***** SUPPLIED DATA *****

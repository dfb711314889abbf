//! Finger table.
#![warn(missing_docs)]
use std::ops::Index;

use super::did::in_modulo_range;
use super::Did;
use super::IdSpace;
use super::NodeRef;

/// One finger: the arc start it covers and the best-known owner of that
/// arc.
#[derive(Clone, Debug, PartialEq, Eq)]
pub struct FingerEntry {
    /// `(self_id + 2^i) mod 2^m`. Fixed for the lifetime of the table.
    pub start: Did,
    /// First known live node at or after `start`, clockwise.
    pub node: NodeRef,
}

/// Finger table of a node: m shortcuts at exponentially increasing
/// distances. Entry 0 is the immediate successor.
#[derive(Clone, Debug)]
pub struct FingerTable {
    me: NodeRef,
    entries: Vec<FingerEntry>,
}

impl FingerTable {
    /// Build a table with every finger pointing at `me`. A lone node is
    /// its own successor on every arc, so this is also the post-join
    /// initial state.
    pub fn new(me: NodeRef, space: &IdSpace) -> Self {
        let entries = (0..space.bits())
            .map(|i| FingerEntry {
                start: space.finger_start(me.id, i),
                node: me.clone(),
            })
            .collect();
        Self { me, entries }
    }

    /// Number of fingers, always m.
    pub fn len(&self) -> usize {
        self.entries.len()
    }

    /// A finger table is never empty; kept for container symmetry.
    pub fn is_empty(&self) -> bool {
        self.entries.is_empty()
    }

    /// getter
    pub fn get(&self, index: usize) -> Option<&FingerEntry> {
        self.entries.get(index)
    }

    /// setter; only the node half of an entry is writable
    pub fn set(&mut self, index: usize, node: NodeRef) {
        if index >= self.entries.len() {
            tracing::error!("set finger index out of range, index: {}", index);
            return;
        }
        self.entries[index].node = node;
    }

    /// The immediate successor, `entries[0].node`.
    pub fn successor(&self) -> NodeRef {
        self.entries[0].node.clone()
    }

    /// Scan fingers from the top down for the first node strictly inside
    /// `(self, id)`. Falls back to `me` when no finger precedes `id`.
    pub fn closest_preceding(&self, id: Did) -> NodeRef {
        for entry in self.entries.iter().rev() {
            if in_modulo_range(entry.node.id, self.me.id, false, id, false) {
                return entry.node.clone();
            }
        }
        self.me.clone()
    }

    /// All entries in index order.
    pub fn list(&self) -> &[FingerEntry] {
        &self.entries
    }
}

impl Index<usize> for FingerTable {
    type Output = FingerEntry;
    fn index(&self, index: usize) -> &Self::Output {
        &self.entries[index]
    }
}

#[cfg(test)]
mod tests {
    use super::*;

    fn node(id: u128, port: u16) -> NodeRef {
        NodeRef::new(Did::from(id), "127.0.0.1", port)
    }

    #[test]
    fn test_new_table_covers_space_with_self() {
        let space = IdSpace::new(3).unwrap();
        let me = node(1, 4001);
        let table = FingerTable::new(me.clone(), &space);
        assert_eq!(table.len(), 3);
        let starts: Vec<u128> = table.list().iter().map(|e| e.start.value()).collect();
        assert_eq!(starts, vec![2, 3, 5]);
        assert!(table.list().iter().all(|e| e.node == me));
        assert_eq!(table.successor(), me);
    }

    #[test]
    fn test_set_ignores_out_of_range_index() {
        let space = IdSpace::new(3).unwrap();
        let me = node(1, 4001);
        let mut table = FingerTable::new(me.clone(), &space);
        table.set(3, node(5, 4005));
        assert!(table.list().iter().all(|e| e.node == me));
        table.set(0, node(3, 4003));
        assert_eq!(table.successor(), node(3, 4003));
        assert_eq!(table[0].start.value(), 2);
    }

    #[test]
    fn test_closest_preceding_scans_top_down() {
        let space = IdSpace::new(3).unwrap();
        let me = node(1, 4001);
        let mut table = FingerTable::new(me.clone(), &space);
        // Ring {1, 3, 5}: fingers of node 1 converge to {3, 3, 5}.
        table.set(0, node(3, 4003));
        table.set(1, node(3, 4003));
        table.set(2, node(5, 4005));
        // Looking up 0 from node 1 should route to 5, the highest finger
        // inside (1, 0).
        assert_eq!(table.closest_preceding(Did::from(0)).id.value(), 5);
        // Looking up 4: finger 5 is not in (1, 4), finger 3 is.
        assert_eq!(table.closest_preceding(Did::from(4)).id.value(), 3);
        // Nothing precedes 2, fall back to self.
        assert_eq!(table.closest_preceding(Did::from(2)), me);
    }
}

*****

• **WHAT YOU ARE ASKED TO DO**
Would you retype exactly the lines above, from the line with "pub fn successor(&self)" to the line with "Falls back to", with both end lines kept and nothing more?

• **ANSWER TO THE PROBLEM**
    pub fn successor(&self) -> NodeRef {
        self.entries[0].node.clone()
    }

    /// Scan fingers from the top down for the first node strictly inside
    /// `(self, id)`. Falls back to `me` when no finger precedes `id`.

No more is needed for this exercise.